The FBI eventually realized their lead about Timothy Taylor wasn’t viable, so they started from square one. They looked at cell phone data, and determined that Brittanee had gone from walking to moving at 55 miles per hour around 9:06 p.m. on April 25, 2009. She arrived in Georgetown by 10 p.m. Looking at video surveillance, they noticed that Moody’s Ford Explorer was the only vehicle that passed where Brittanee was walking at that time. When they questioned Moody, he said he and Angel had been in the car and they asked Brittanee if she wanted to smoke marijuana with them at their camp.

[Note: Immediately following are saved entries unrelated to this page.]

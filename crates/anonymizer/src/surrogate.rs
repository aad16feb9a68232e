use std::collections::HashMap;

use prism_core::EntityKind;
use rand::rngs::StdRng;
use rand::seq::SliceRandom;
use rand::{Rng, SeedableRng};

/// Produces synthetic replacement values, one method per entity kind.
pub trait SurrogateGenerator: Send {
    /// Called before each new mapping is built. Generators whose output depends on
    /// what they produced earlier start over here.
    fn reset(&mut self) {}

    fn person(&mut self) -> String;
    fn location(&mut self) -> String;
    fn date_time(&mut self) -> String;
    fn email_address(&mut self) -> String;
    fn phone_number(&mut self) -> String;

    fn generate(&mut self, kind: EntityKind) -> String {
        match kind {
            EntityKind::Person => self.person(),
            EntityKind::Location => self.location(),
            EntityKind::DateTime => self.date_time(),
            EntityKind::EmailAddress => self.email_address(),
            EntityKind::PhoneNumber => self.phone_number(),
        }
    }
}

#[derive(Debug, Clone, Copy, PartialEq, Eq)]
pub enum FakerLocale {
    PtBr,
    EnUs,
}

impl FakerLocale {
    pub fn parse(value: &str) -> Option<Self> {
        match value.trim().to_lowercase().replace('-', "_").as_str() {
            "pt_br" | "pt" => Some(Self::PtBr),
            "en_us" | "en" => Some(Self::EnUs),
            _ => None,
        }
    }
}

const PT_BR_FIRST_NAMES: &[&str] = &[
    "Alice", "Beatriz", "Bruno", "Caio", "Camila", "Daniela", "Davi", "Eduarda", "Enzo",
    "Felipe", "Gabriela", "Gustavo", "Heitor", "Helena", "Isabela", "Joaquim", "Larissa",
    "Leonardo", "Lívia", "Lorenzo", "Luana", "Manuela", "Matheus", "Natália", "Otávio",
    "Priscila", "Renata", "Samuel", "Thiago", "Valentina", "Vinícius", "Yasmin",
];
const PT_BR_LAST_NAMES: &[&str] = &[
    "Almeida", "Barbosa", "Cardoso", "Costa", "Duarte", "Ferreira", "Gomes", "Lima", "Martins",
    "Moreira", "Nogueira", "Pereira", "Ribeiro", "Rocha", "Teixeira",
];
const PT_BR_CITIES: &[&str] = &[
    "Aracaju", "Campinas", "Campo Grande", "Cuiabá", "Florianópolis", "Fortaleza", "Goiânia",
    "Joinville", "Londrina", "Maceió", "Manaus", "Natal", "Niterói", "Pelotas", "Ribeirão Preto",
    "Santos", "Sorocaba", "Teresina", "Uberlândia", "Vitória",
];
const EN_US_FIRST_NAMES: &[&str] = &[
    "Aaron", "Abigail", "Brandon", "Brianna", "Caleb", "Chloe", "Dylan", "Ella", "Ethan",
    "Grace", "Hunter", "Isaac", "Jasmine", "Kayla", "Logan", "Madison", "Nathan", "Paige",
    "Riley", "Sydney", "Tyler", "Zoe",
];
const EN_US_LAST_NAMES: &[&str] = &[
    "Anderson", "Brooks", "Carter", "Dawson", "Ellis", "Fisher", "Griffin", "Hayes", "Jenkins",
    "Morgan", "Porter", "Reed", "Sullivan", "Turner", "Walsh",
];
const EN_US_CITIES: &[&str] = &[
    "Akron", "Albany", "Boise", "Chattanooga", "Dayton", "Eugene", "Fresno", "Green Bay",
    "Lansing", "Lubbock", "Madison", "Omaha", "Provo", "Reno", "Savannah", "Spokane", "Tacoma",
    "Tulsa", "Wichita", "Yonkers",
];

/// Locale-flavoured fake data drawn from fixed pools.
pub struct LocaleFaker {
    locale: FakerLocale,
    rng: StdRng,
}

impl LocaleFaker {
    pub fn new(locale: FakerLocale) -> Self {
        Self {
            locale,
            rng: StdRng::from_entropy(),
        }
    }

    /// Reproducible output for a given seed.
    pub fn seeded(locale: FakerLocale, seed: u64) -> Self {
        Self {
            locale,
            rng: StdRng::seed_from_u64(seed),
        }
    }

    fn pick(&mut self, pool: &[&'static str]) -> String {
        pool.choose(&mut self.rng)
            .map(|value| value.to_string())
            .unwrap_or_default()
    }

    fn first_names(&self) -> &'static [&'static str] {
        match self.locale {
            FakerLocale::PtBr => PT_BR_FIRST_NAMES,
            FakerLocale::EnUs => EN_US_FIRST_NAMES,
        }
    }

    fn last_names(&self) -> &'static [&'static str] {
        match self.locale {
            FakerLocale::PtBr => PT_BR_LAST_NAMES,
            FakerLocale::EnUs => EN_US_LAST_NAMES,
        }
    }
}

impl SurrogateGenerator for LocaleFaker {
    fn person(&mut self) -> String {
        let pool = self.first_names();
        self.pick(pool)
    }

    fn location(&mut self) -> String {
        let pool = match self.locale {
            FakerLocale::PtBr => PT_BR_CITIES,
            FakerLocale::EnUs => EN_US_CITIES,
        };
        self.pick(pool)
    }

    fn date_time(&mut self) -> String {
        let year = self.rng.gen_range(1950..=2010);
        let month = self.rng.gen_range(1..=12);
        let day = self.rng.gen_range(1..=28);
        format!("{year:04}-{month:02}-{day:02}")
    }

    fn email_address(&mut self) -> String {
        let first = self.first_names();
        let last = self.last_names();
        let first = self.pick(first).to_lowercase();
        let last = self.pick(last).to_lowercase();
        let suffix = self.rng.gen_range(1..100);
        let domain = match self.locale {
            FakerLocale::PtBr => "exemplo.com.br",
            FakerLocale::EnUs => "example.com",
        };
        format!("{first}.{last}{suffix}@{domain}")
    }

    fn phone_number(&mut self) -> String {
        let line = self.rng.gen_range(1000..10000);
        match self.locale {
            FakerLocale::PtBr => {
                let area = self.rng.gen_range(11..=99);
                let prefix = self.rng.gen_range(90000..100000);
                format!("+55 {area} {prefix}-{line}")
            }
            FakerLocale::EnUs => {
                let exchange = self.rng.gen_range(200..1000);
                format!("(555) {exchange}-{line}")
            }
        }
    }
}

/// `<PERSON_1>`, `<LOCATION_1>`, ... numbered per kind within one mapping.
#[derive(Debug, Clone, Default)]
pub struct PlaceholderSurrogates {
    counters: HashMap<EntityKind, usize>,
}

impl PlaceholderSurrogates {
    pub fn new() -> Self {
        Self::default()
    }

    fn next(&mut self, kind: EntityKind) -> String {
        let counter = self.counters.entry(kind).or_insert(0);
        *counter += 1;
        format!("<{}_{}>", kind.as_str(), counter)
    }
}

impl SurrogateGenerator for PlaceholderSurrogates {
    fn reset(&mut self) {
        self.counters.clear();
    }

    fn person(&mut self) -> String {
        self.next(EntityKind::Person)
    }

    fn location(&mut self) -> String {
        self.next(EntityKind::Location)
    }

    fn date_time(&mut self) -> String {
        self.next(EntityKind::DateTime)
    }

    fn email_address(&mut self) -> String {
        self.next(EntityKind::EmailAddress)
    }

    fn phone_number(&mut self) -> String {
        self.next(EntityKind::PhoneNumber)
    }
}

After arriving in Georgetown, he said Angel Vause had left, and this is when Moody sexually assaulted Brittanee and strangled her, because he knew he would go back to prison if she reported him. He said he lied to Vause about Brittanee leaving unharmed. He later went back to the location of where he had left Brittanee and buried her body. No one knows for sure if Raymond Moody was lying about any part of this story, but Brittanee’s mother says her daughter may have simply thought she was accepting a ride up the street to where her hotel was.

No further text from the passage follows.